MATERIAL PROVIDED:

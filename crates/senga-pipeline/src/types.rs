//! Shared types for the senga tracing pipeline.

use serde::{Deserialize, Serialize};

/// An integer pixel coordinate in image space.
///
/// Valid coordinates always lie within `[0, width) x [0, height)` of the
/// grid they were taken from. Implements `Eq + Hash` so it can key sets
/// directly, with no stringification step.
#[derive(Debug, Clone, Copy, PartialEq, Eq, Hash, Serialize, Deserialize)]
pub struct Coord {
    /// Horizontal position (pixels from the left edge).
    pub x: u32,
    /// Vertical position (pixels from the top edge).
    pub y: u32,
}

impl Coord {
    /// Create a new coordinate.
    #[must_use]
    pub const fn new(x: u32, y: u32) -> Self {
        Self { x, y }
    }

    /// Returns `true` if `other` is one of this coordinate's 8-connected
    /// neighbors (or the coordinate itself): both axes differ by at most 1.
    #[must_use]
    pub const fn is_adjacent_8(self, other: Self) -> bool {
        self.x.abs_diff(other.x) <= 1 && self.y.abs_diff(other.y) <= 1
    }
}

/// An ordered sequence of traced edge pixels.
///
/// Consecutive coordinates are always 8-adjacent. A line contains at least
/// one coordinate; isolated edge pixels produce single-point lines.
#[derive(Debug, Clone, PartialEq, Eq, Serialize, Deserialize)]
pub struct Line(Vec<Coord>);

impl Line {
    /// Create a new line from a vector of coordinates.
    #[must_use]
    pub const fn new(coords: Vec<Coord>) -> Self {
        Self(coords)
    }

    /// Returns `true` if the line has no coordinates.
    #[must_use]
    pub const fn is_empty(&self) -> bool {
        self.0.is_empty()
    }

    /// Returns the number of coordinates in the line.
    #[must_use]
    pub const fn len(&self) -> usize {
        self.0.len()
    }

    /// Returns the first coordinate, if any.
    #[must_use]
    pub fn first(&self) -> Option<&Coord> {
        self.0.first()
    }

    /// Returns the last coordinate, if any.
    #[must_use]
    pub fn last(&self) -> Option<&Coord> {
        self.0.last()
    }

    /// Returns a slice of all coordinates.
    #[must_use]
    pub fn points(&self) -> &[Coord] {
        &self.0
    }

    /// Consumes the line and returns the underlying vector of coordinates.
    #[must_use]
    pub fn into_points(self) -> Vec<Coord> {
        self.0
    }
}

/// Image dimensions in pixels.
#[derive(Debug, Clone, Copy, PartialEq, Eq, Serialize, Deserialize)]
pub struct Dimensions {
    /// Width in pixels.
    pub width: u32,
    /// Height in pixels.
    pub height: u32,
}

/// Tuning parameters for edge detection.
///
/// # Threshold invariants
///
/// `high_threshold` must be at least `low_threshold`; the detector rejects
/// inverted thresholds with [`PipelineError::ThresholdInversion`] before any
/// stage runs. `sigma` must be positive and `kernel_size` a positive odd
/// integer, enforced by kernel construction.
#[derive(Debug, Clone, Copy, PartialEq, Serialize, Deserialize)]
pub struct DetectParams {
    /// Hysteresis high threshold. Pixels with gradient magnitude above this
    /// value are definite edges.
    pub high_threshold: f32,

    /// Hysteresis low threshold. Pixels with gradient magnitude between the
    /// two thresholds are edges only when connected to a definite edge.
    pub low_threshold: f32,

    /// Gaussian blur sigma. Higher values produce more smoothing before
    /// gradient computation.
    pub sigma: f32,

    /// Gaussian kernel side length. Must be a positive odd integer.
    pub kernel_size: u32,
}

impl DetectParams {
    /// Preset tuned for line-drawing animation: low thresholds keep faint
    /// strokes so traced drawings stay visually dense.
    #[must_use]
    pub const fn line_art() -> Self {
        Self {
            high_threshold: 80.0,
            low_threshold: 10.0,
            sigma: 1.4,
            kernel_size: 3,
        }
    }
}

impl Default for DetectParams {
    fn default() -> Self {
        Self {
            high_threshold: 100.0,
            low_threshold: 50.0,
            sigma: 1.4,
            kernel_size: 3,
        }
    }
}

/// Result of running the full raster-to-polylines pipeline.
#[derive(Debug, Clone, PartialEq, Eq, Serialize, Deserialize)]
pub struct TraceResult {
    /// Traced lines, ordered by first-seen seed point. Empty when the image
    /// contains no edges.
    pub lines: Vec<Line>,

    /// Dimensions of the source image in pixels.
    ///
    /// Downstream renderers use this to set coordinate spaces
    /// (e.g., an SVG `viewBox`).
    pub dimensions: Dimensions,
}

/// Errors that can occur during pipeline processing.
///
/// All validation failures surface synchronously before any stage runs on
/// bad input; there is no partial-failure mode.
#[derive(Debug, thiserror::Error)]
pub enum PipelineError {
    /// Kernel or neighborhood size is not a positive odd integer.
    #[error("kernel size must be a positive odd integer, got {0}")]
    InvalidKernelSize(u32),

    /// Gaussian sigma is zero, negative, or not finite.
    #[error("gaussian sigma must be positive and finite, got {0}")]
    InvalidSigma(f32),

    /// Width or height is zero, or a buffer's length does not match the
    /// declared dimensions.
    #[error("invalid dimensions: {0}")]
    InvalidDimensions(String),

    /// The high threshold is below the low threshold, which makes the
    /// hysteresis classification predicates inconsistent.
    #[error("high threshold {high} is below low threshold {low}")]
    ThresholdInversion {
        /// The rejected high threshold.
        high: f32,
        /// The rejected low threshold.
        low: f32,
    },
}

THE PROBLEM: In the entries, find every line holding "coords" and copy it.

TASK ANSWER:
    pub const fn new(coords: Vec<Coord>) -> Self {
        Self(coords)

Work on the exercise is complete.